Samba closes leak that lets users change passwords on AD domain controller

Samba has patched a vulnerability that would allow unprivileged logged in users to change the passwords of other users, including administrators. The vulnerability occurs if Samba is used as an Active Directory domain controller.

The vulnerability, attribute CVE-2018-1057, is related to the ldap server incorrectly validating permissions, according to the warning. The vulnerability is present from version 4.0.0alpha13 and is described in a special wiki article. Patches are available in the form of versions 4.7.6, 4.6.14 and 4.5.16. According to the Samba developers, the patch page also tells you if there are fixes for older versions of the software.

In addition, the wiki article describes several workarounds, such as revoking password change permissions from all user objects including computers for ‘the world’. To do this, a so-called helper tool has been created.
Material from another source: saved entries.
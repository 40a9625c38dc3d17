// GitHub API endpoint functions.
// Each method returns the raw JSON body of one REST endpoint.

use serde_json::Value;

use crate::error::Result;

use super::client::GitHubClient;

// Repo-scoped endpoints take optional `owner` and `repo` overrides; whichever
// is `None` comes from the client's default repository.
impl GitHubClient {
    /// Get rate limit status. Always fetched live, never cached.
    pub fn rate_limit(&self) -> Result<Value> {
        self.get("/rate_limit", true)
    }

    /// Get pull requests associated with a commit.
    pub fn commit_pulls(
        &self,
        sha: &str,
        owner: Option<&str>,
        repo: Option<&str>,
    ) -> Result<Value> {
        let r = self.resolve(owner, repo)?;
        let endpoint = format!("/repos/{r}/commits/{sha}/pulls");
        self.get(&endpoint, false)
    }

    /// Get the commits of a pull request.
    pub fn pull_request_commits(
        &self,
        number: u64,
        owner: Option<&str>,
        repo: Option<&str>,
    ) -> Result<Value> {
        let r = self.resolve(owner, repo)?;
        let endpoint = format!("/repos/{r}/pulls/{number}/commits");
        self.get(&endpoint, false)
    }

    /// Get a single commit.
    pub fn commit_info(&self, sha: &str, owner: Option<&str>, repo: Option<&str>) -> Result<Value> {
        let r = self.resolve(owner, repo)?;
        let endpoint = format!("/repos/{r}/commits/{sha}");
        self.get(&endpoint, false)
    }

    /// Get an issue (or pull request) by number.
    pub fn issue_info(
        &self,
        number: u64,
        owner: Option<&str>,
        repo: Option<&str>,
    ) -> Result<Value> {
        let r = self.resolve(owner, repo)?;
        let endpoint = format!("/repos/{r}/issues/{number}");
        self.get(&endpoint, false)
    }
}

#[cfg(test)]
mod tests {
    use std::cell::RefCell;
    use std::rc::Rc;

    use serde_json::json;

    use crate::cache::CacheStore;
    use crate::error::MineError;
    use crate::fetch::{Fetch, Request};
    use crate::github::RepoRef;

    use super::*;

    const REPOS: &str = "https://api.github.com/repos";
    const KAFKA: &str = "https://api.github.com/repos/apache/kafka";

    /// Records requested URLs and echoes them back as `{"url": ...}`.
    struct EchoFetcher {
        seen: Rc<RefCell<Vec<Request>>>,
    }

    impl Fetch for EchoFetcher {
        fn fetch(&self, request: &Request) -> Result<Value> {
            self.seen.borrow_mut().push(request.clone());
            Ok(json!({ "url": request.url }))
        }
    }

    fn anonymous() -> (GitHubClient, Rc<RefCell<Vec<Request>>>) {
        let seen = Rc::new(RefCell::new(Vec::new()));
        let fetcher = EchoFetcher {
            seen: Rc::clone(&seen),
        };
        let store = Rc::new(CacheStore::with_fetcher(None, fetcher).unwrap());
        (GitHubClient::new(store, Some("t0k".to_string())), seen)
    }

    fn client() -> (GitHubClient, Rc<RefCell<Vec<Request>>>) {
        let (gh, seen) = anonymous();
        (gh.with_repo(RepoRef::new("apache", "kafka")), seen)
    }

    #[test]
    fn test_endpoint_urls() {
        let (gh, _seen) = client();

        let pulls = gh.commit_pulls("abc", None, None).unwrap();
        assert_eq!(pulls["url"], format!("{KAFKA}/commits/abc/pulls"));
        let commits = gh.pull_request_commits(7, None, None).unwrap();
        assert_eq!(commits["url"], format!("{KAFKA}/pulls/7/commits"));
        let commit = gh.commit_info("abc", None, None).unwrap();
        assert_eq!(commit["url"], format!("{KAFKA}/commits/abc"));
        let issue = gh.issue_info(42, None, None).unwrap();
        assert_eq!(issue["url"], format!("{KAFKA}/issues/42"));
    }

    #[test]
    fn test_full_override() {
        let (gh, _seen) = client();

        let value = gh.issue_info(1, Some("octo"), Some("hello")).unwrap();
        assert_eq!(value["url"], format!("{REPOS}/octo/hello/issues/1"));
    }

    #[test]
    fn test_owner_only_override() {
        let (gh, _seen) = client();

        let value = gh.issue_info(1, Some("confluentinc"), None).unwrap();
        assert_eq!(value["url"], format!("{REPOS}/confluentinc/kafka/issues/1"));
    }

    #[test]
    fn test_repo_only_override() {
        let (gh, _seen) = client();

        let value = gh.issue_info(3, None, Some("zookeeper")).unwrap();
        assert_eq!(value["url"], format!("{REPOS}/apache/zookeeper/issues/3"));
    }

    #[test]
    fn test_cached_endpoints_fetch_once() {
        let (gh, seen) = client();

        gh.commit_info("abc", None, None).unwrap();
        gh.commit_info("abc", None, None).unwrap();

        assert_eq!(seen.borrow().len(), 1);
        assert_eq!(seen.borrow()[0].headers["authorization"], "token t0k");
    }

    #[test]
    fn test_rate_limit_always_live() {
        let (gh, seen) = client();

        gh.rate_limit().unwrap();
        gh.rate_limit().unwrap();

        assert_eq!(seen.borrow().len(), 2);
    }

    #[test]
    fn test_missing_repository() {
        let (gh, seen) = anonymous();

        let err = gh.commit_info("abc", None, None).unwrap_err();
        assert!(matches!(err, MineError::MissingRepository));
        let err = gh.issue_info(7, Some("apache"), None).unwrap_err();
        assert!(matches!(err, MineError::MissingRepository));
        assert!(seen.borrow().is_empty());

        let value = gh.issue_info(1, Some("apache"), Some("kafka")).unwrap();
        assert_eq!(value["url"], format!("{KAFKA}/issues/1"));
    }
}
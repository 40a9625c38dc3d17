// Day spans between ISO dates.
// Counts whole days between two YYYY-MM-DD strings, reporting malformed input as unknown.

use std::fmt;
use std::sync::LazyLock;

use chrono::NaiveDate;
use regex::Regex;
use serde::{Serialize, Serializer};

static ISO_DATE: LazyLock<Regex> = LazyLock::new(|| Regex::new(r"^\d{4}-\d{2}-\d{2}$").unwrap());

/// Number of days between two dates, or `Unknown` when either isn't a YYYY-MM-DD date.
#[derive(Debug, Clone, Copy, PartialEq, Eq)]
pub enum DaySpan {
    Days(i64),
    Unknown,
}

impl DaySpan {
    pub fn days(&self) -> Option<i64> {
        match self {
            DaySpan::Days(n) => Some(*n),
            DaySpan::Unknown => None,
        }
    }
}

impl fmt::Display for DaySpan {
    fn fmt(&self, f: &mut fmt::Formatter<'_>) -> fmt::Result {
        match self {
            DaySpan::Days(n) => write!(f, "{}", n),
            DaySpan::Unknown => f.write_str("unknown"),
        }
    }
}

impl Serialize for DaySpan {
    fn serialize<S: Serializer>(&self, serializer: S) -> Result<S::Ok, S::Error> {
        match self {
            DaySpan::Days(n) => serializer.serialize_i64(*n),
            DaySpan::Unknown => serializer.serialize_str("unknown"),
        }
    }
}

fn parse(date: &str) -> Option<NaiveDate> {
    if !ISO_DATE.is_match(date) {
        return None;
    }
    NaiveDate::parse_from_str(date, "%Y-%m-%d").ok()
}

/// Absolute number of days between `d1` and `d2`.
pub fn days_between(d1: &str, d2: &str) -> DaySpan {
    match (parse(d1), parse(d2)) {
        (Some(a), Some(b)) => DaySpan::Days((b - a).num_days().abs()),
        _ => DaySpan::Unknown,
    }
}
// Local clone of a GitHub repository.
// Handles clone-if-absent and commit lookups by shelling out to git.

use std::fs;
use std::path::{Path, PathBuf};
use std::process::Command;

use crate::error::{MineError, Result};
use crate::github::RepoRef;

use super::commit::{Commit, LOG_FORMAT, parse_log};

pub const GITHUB_WEB_BASE: &str = "https://github.com";

/// Placeholder returned by the `*_or_unknown` lookups when a commit can't be read.
pub const UNKNOWN: &str = "-";

/// Outcome of a successful [`GitRepo::clone_repo`].
#[derive(Debug, Clone, Copy, PartialEq, Eq)]
pub enum CloneStatus {
    Cloned,
    AlreadyPresent,
}

/// A repository checked out under `{repos_dir}/{owner}/{repo}`.
#[derive(Debug, Clone)]
pub struct GitRepo {
    repo: RepoRef,
    local_dir: PathBuf,
    remote_base: String,
}

impl GitRepo {
    pub fn new(repo: RepoRef, repos_dir: &Path) -> Self {
        let local_dir = repos_dir.join(&repo.owner).join(&repo.repo);
        Self {
            repo,
            local_dir,
            remote_base: GITHUB_WEB_BASE.to_string(),
        }
    }

    /// Clone from another host (or a local path) instead of github.com.
    pub fn with_remote_base(mut self, base: impl Into<String>) -> Self {
        self.remote_base = base.into();
        self
    }

    pub fn repo(&self) -> &RepoRef {
        &self.repo
    }

    pub fn local_dir(&self) -> &Path {
        &self.local_dir
    }

    pub fn remote_url(&self) -> String {
        format!("{}/{}", self.remote_base, self.repo)
    }

    /// Clone unless the local directory already exists. `force` re-clones from scratch.
    pub fn clone_repo(&self, force: bool) -> Result<CloneStatus> {
        if !force && self.local_dir.exists() {
            tracing::debug!(dir = %self.local_dir.display(), "already exists");
            return Ok(CloneStatus::AlreadyPresent);
        }

        match self.run_clone(force) {
            Ok(()) => {
                tracing::debug!(repo = %self.repo, dir = %self.local_dir.display(), "cloned");
                Ok(CloneStatus::Cloned)
            }
            Err(e) => {
                tracing::error!(repo = %self.repo, error = %e, "could not clone");
                Err(e)
            }
        }
    }

    fn run_clone(&self, force: bool) -> Result<()> {
        let clone_error = |reason: String| MineError::Clone {
            repo: self.repo.to_string(),
            reason,
        };

        if force && self.local_dir.exists() {
            fs::remove_dir_all(&self.local_dir)?;
        }
        if let Some(parent) = self.local_dir.parent() {
            fs::create_dir_all(parent)?;
        }

        let output = Command::new("git")
            .arg("clone")
            .arg("--quiet")
            .arg(self.remote_url())
            .arg(&self.local_dir)
            .output()
            .map_err(|e| clone_error(e.to_string()))?;

        if output.status.success() {
            Ok(())
        } else {
            let stderr = String::from_utf8_lossy(&output.stderr);
            Err(clone_error(stderr.trim().to_string()))
        }
    }

    /// Run git inside the clone and return stdout.
    fn git(&self, args: &[&str]) -> Result<String> {
        let output = Command::new("git")
            .arg("-C")
            .arg(&self.local_dir)
            .args(args)
            .output()
            .map_err(|e| MineError::Git(e.to_string()))?;

        if !output.status.success() {
            let stderr = String::from_utf8_lossy(&output.stderr);
            return Err(MineError::Git(stderr.trim().to_string()));
        }
        Ok(String::from_utf8_lossy(&output.stdout).into_owned())
    }

    /// All commits reachable from HEAD, oldest first.
    pub fn traverse_commits(&self) -> Result<Vec<Commit>> {
        let output = self.git(&["log", "--reverse", LOG_FORMAT])?;
        parse_log(&output)
    }

    /// Look up a single commit by hash.
    pub fn commit(&self, sha: &str) -> Result<Commit> {
        let not_found = || MineError::CommitNotFound {
            repo: self.repo.to_string(),
            sha: sha.to_string(),
        };

        if sha.is_empty() || sha.starts_with('-') {
            return Err(not_found());
        }

        let rev = format!("{}^{{commit}}", sha);
        let output = self
            .git(&["show", "--no-patch", LOG_FORMAT, rev.as_str()])
            .map_err(|_| not_found())?;

        parse_log(&output)?.into_iter().next().ok_or_else(not_found)
    }

    /// Commit author as "Name (email)".
    pub fn commit_author(&self, sha: &str) -> Result<String> {
        self.commit(sha).map(|c| c.author())
    }

    /// Commit author date as YYYY-MM-DD.
    pub fn commit_date(&self, sha: &str) -> Result<String> {
        self.commit(sha).map(|c| c.date())
    }

    /// Like [`Self::commit_author`], logging failures and returning [`UNKNOWN`].
    pub fn commit_author_or_unknown(&self, sha: &str) -> String {
        self.commit_author(sha).unwrap_or_else(|e| self.unknown(&e))
    }

    /// Like [`Self::commit_date`], logging failures and returning [`UNKNOWN`].
    pub fn commit_date_or_unknown(&self, sha: &str) -> String {
        self.commit_date(sha).unwrap_or_else(|e| self.unknown(&e))
    }

    fn unknown(&self, error: &MineError) -> String {
        tracing::error!(repo = %self.repo, %error, "commit lookup failed");
        UNKNOWN.to_string()
    }
}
The risk of the vulnerability is that an attacker could potentially gain access to an account with higher privileges by changing its password.

The vulnerability was discovered by the German SerNet, whose people are also developing Samba. The Samba team also warns of a second vulnerability, CVE-2018-1050, that allows a dos attack on a remote print server from version 4.0.0 of the software.

Samba is an open source implementation of the smb/cifs network protocol. This protocol is present in Windows and makes it possible to share files and printers over the network. Samba was created to facilitate interoperability with other operating systems such as Linux, Unix and BSD. This allows Linux servers, for example, to participate in an Active Directory and also act as domain controllers. This is possible since version 4.0.0.